#### SOURCE INFORMATION ####

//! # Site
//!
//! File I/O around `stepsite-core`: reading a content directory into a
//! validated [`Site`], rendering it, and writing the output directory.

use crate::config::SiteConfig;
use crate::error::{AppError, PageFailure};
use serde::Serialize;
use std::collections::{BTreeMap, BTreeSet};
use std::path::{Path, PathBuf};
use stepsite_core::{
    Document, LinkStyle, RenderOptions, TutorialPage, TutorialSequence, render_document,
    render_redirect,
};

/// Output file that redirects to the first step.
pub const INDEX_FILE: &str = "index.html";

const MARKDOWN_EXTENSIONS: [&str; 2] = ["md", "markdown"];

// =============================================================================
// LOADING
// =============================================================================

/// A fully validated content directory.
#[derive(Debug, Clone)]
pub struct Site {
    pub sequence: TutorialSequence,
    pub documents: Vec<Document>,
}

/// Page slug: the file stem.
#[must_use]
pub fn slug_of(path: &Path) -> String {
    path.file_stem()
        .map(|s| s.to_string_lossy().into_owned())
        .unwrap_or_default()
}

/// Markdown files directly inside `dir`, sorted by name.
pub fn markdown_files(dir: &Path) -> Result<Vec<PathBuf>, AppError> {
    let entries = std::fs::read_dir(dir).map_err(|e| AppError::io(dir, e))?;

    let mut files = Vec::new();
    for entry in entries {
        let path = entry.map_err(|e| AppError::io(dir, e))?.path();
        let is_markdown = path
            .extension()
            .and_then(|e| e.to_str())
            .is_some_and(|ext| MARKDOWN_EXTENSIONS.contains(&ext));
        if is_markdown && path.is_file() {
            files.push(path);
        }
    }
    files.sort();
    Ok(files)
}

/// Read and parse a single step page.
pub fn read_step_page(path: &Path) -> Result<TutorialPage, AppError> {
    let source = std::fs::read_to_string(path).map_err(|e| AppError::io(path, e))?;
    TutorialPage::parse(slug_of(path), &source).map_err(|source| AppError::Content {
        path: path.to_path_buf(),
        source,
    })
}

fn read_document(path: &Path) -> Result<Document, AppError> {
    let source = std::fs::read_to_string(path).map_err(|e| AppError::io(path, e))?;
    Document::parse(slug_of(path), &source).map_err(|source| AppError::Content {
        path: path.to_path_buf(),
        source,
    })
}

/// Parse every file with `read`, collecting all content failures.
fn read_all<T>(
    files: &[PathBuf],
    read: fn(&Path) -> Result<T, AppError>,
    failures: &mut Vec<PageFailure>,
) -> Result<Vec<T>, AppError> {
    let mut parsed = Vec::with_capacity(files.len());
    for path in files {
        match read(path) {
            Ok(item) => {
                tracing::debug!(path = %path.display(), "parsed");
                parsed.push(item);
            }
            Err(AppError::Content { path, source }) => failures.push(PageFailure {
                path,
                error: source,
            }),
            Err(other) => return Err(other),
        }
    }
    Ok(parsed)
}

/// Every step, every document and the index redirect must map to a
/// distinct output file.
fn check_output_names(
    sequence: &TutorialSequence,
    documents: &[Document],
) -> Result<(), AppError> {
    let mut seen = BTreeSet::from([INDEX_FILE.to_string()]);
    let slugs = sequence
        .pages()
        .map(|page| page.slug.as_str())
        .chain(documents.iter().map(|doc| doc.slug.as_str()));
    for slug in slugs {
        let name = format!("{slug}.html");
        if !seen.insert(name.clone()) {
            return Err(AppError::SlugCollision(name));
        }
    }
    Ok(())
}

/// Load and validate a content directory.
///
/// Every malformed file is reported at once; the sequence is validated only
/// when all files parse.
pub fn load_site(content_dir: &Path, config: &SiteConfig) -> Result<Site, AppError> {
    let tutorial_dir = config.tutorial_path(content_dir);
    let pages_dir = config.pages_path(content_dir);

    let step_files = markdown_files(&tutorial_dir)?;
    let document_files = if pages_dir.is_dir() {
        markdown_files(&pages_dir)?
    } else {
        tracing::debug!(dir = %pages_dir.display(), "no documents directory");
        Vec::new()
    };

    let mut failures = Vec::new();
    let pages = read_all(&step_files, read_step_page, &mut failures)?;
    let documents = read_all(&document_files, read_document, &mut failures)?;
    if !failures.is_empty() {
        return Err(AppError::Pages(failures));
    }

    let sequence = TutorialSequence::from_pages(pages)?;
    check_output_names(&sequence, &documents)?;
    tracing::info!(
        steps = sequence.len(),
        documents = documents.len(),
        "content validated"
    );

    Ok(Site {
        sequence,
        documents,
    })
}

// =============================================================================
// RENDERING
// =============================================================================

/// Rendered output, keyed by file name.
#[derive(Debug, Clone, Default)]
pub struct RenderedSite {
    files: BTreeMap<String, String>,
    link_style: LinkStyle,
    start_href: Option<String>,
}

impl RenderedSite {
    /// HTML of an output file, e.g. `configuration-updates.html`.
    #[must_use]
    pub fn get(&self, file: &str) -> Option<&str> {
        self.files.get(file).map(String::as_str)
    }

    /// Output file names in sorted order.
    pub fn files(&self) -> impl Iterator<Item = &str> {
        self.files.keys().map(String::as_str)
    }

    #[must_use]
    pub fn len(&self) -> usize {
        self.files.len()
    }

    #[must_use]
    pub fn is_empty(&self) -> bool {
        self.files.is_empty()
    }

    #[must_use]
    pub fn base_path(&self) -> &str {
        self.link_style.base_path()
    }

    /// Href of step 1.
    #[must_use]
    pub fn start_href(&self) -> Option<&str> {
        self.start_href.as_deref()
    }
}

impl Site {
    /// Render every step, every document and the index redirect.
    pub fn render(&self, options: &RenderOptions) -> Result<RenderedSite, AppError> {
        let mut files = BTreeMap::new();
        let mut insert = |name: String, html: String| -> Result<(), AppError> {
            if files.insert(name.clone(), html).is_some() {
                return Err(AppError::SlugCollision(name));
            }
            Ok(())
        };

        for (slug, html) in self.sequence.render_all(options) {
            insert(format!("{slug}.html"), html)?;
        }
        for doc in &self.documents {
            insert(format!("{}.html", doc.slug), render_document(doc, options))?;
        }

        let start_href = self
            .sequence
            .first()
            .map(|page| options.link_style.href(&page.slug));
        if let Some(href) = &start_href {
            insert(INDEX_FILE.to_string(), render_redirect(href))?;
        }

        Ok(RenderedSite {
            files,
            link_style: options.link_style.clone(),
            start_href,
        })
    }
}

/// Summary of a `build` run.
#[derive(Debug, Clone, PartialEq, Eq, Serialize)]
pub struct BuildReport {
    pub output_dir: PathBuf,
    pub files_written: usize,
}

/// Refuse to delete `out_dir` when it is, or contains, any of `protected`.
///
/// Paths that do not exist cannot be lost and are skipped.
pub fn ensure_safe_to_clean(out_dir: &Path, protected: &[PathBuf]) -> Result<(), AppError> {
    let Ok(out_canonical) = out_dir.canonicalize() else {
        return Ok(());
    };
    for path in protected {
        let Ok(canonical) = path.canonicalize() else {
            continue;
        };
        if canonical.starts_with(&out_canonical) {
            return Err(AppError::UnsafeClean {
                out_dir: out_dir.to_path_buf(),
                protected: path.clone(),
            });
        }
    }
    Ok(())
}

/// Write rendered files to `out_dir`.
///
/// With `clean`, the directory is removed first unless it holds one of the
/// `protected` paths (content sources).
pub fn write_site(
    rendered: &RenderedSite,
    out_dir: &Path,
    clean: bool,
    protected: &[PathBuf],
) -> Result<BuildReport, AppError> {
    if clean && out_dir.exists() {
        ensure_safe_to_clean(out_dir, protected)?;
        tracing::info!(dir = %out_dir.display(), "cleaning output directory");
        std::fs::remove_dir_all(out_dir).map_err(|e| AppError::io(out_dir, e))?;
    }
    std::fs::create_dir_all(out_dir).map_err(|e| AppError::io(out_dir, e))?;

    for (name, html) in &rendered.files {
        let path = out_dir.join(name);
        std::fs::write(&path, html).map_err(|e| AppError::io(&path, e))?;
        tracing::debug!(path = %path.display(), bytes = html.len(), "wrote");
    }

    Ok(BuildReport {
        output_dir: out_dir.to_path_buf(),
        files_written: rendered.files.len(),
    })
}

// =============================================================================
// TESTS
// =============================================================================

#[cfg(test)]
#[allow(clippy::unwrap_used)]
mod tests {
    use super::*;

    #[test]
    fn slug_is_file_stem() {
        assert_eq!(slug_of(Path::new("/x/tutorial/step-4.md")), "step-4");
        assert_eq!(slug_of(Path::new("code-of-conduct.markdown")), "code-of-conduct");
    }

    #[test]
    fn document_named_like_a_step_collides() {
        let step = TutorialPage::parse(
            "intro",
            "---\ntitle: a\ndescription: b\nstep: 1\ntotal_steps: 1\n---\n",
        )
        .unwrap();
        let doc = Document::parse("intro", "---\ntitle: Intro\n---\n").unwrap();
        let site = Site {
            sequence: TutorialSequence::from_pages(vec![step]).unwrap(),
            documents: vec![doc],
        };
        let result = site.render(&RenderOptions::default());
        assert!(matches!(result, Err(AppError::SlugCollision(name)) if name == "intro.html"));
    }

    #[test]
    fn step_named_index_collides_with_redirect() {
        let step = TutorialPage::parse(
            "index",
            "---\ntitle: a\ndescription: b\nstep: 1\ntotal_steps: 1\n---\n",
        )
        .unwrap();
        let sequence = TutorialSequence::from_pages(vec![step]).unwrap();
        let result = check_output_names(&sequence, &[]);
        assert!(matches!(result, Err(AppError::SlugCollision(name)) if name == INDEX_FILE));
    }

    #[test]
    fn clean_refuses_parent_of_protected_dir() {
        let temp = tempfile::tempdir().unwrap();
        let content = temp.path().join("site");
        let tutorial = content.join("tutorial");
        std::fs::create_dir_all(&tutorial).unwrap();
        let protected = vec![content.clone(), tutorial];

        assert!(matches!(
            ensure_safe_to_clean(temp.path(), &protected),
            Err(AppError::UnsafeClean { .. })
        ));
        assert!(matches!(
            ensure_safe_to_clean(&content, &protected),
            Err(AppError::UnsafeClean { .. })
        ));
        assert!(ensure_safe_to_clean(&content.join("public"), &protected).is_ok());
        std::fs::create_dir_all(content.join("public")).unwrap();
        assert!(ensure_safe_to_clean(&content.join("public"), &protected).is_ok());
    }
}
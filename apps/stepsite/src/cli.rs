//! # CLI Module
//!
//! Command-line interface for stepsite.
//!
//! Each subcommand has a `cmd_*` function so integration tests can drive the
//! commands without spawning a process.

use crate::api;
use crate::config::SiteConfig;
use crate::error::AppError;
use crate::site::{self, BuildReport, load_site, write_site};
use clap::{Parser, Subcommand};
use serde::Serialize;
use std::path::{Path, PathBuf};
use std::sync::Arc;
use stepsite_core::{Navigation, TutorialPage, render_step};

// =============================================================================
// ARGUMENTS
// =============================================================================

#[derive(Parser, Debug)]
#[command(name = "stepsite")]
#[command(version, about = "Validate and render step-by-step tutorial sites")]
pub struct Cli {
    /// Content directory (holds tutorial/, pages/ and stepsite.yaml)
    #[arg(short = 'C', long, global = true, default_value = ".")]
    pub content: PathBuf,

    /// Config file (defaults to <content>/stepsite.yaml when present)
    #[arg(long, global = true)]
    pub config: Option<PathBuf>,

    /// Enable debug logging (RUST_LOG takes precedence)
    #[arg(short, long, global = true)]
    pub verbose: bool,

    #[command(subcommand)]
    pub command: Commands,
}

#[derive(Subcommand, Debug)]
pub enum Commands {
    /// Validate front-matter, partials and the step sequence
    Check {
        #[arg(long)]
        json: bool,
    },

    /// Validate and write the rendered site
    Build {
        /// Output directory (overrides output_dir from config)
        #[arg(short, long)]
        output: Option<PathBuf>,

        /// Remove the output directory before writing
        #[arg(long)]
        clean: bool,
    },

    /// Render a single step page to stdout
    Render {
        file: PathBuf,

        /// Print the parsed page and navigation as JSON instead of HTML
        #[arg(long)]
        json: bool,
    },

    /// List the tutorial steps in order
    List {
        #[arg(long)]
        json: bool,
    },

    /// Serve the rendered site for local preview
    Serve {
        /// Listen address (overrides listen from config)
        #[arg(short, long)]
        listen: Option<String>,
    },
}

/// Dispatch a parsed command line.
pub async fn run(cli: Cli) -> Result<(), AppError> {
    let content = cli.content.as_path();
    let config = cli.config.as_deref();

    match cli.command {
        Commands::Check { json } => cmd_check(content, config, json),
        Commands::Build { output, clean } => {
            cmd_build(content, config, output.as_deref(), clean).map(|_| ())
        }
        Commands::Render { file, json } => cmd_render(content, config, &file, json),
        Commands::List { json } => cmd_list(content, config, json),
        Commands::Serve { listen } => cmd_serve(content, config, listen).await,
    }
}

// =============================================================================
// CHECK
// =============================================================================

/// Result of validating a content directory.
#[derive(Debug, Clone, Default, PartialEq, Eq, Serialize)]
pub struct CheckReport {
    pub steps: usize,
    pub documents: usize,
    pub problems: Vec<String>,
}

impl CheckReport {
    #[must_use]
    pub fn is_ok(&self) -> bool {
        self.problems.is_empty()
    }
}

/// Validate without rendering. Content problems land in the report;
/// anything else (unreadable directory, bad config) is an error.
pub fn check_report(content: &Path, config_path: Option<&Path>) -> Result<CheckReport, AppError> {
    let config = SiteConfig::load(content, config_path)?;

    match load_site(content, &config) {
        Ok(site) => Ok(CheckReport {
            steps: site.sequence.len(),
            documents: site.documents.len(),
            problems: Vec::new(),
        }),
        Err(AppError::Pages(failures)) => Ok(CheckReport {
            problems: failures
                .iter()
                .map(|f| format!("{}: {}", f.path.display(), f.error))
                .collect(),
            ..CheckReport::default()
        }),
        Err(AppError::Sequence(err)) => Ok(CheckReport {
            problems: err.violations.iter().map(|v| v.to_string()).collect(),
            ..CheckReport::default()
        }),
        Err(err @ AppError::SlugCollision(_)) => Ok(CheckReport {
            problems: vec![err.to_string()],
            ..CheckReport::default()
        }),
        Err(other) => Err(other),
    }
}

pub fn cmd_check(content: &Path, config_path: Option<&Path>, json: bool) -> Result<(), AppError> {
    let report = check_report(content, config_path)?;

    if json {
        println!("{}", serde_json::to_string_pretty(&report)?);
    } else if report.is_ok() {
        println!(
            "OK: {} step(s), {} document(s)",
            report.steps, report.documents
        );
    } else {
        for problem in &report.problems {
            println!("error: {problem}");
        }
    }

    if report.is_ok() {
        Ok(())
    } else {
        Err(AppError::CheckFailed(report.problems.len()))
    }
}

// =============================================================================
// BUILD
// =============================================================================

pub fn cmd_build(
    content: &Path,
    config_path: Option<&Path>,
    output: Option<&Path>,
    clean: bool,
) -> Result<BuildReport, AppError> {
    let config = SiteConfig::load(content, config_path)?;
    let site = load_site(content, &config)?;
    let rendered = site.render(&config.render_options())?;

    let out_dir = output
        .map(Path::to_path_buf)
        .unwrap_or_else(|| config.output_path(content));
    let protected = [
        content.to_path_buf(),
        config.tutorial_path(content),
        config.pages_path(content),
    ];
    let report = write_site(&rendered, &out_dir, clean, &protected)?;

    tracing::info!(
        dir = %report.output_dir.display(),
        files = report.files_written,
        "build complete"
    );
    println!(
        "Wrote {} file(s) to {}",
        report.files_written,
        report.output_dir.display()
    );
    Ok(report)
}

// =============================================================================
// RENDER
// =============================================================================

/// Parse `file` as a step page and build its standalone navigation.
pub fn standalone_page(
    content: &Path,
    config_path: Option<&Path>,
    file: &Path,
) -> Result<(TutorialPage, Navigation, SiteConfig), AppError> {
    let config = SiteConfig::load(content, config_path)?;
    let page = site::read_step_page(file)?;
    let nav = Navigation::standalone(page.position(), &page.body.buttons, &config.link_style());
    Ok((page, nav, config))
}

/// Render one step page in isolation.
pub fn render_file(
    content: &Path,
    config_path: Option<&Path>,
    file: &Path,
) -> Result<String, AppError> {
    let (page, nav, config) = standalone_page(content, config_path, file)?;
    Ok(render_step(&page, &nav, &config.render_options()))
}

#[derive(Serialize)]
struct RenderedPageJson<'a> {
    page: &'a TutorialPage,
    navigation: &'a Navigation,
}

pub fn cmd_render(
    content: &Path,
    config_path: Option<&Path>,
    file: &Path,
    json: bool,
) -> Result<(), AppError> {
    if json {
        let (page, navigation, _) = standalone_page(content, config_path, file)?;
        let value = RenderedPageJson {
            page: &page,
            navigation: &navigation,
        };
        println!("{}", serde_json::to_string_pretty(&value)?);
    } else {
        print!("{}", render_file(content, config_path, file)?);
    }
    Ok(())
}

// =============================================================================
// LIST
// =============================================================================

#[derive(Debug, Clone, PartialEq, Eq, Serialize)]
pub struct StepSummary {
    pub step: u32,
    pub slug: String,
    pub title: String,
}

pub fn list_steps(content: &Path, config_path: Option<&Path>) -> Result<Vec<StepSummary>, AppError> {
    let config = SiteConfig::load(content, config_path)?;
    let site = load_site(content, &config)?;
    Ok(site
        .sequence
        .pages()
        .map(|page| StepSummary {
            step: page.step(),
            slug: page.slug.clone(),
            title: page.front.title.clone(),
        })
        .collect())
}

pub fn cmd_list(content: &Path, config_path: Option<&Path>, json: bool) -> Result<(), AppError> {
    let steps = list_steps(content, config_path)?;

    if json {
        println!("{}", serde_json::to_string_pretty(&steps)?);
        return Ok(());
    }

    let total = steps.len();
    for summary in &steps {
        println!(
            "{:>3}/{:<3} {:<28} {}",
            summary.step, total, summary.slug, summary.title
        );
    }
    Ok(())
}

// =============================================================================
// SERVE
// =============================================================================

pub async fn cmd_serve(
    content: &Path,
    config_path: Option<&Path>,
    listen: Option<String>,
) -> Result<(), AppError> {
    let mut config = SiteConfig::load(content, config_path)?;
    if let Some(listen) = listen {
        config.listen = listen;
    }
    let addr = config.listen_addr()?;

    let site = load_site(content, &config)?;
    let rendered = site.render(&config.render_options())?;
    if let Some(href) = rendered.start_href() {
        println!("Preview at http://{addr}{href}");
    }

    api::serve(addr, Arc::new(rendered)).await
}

####

» TASK BRIEF: Which lines above contain "await"? Show each of them.

» ANSWER FOR THIS EXERCISE:
        Commands::Serve { listen } => cmd_serve(content, config, listen).await,
    api::serve(addr, Arc::new(rendered)).await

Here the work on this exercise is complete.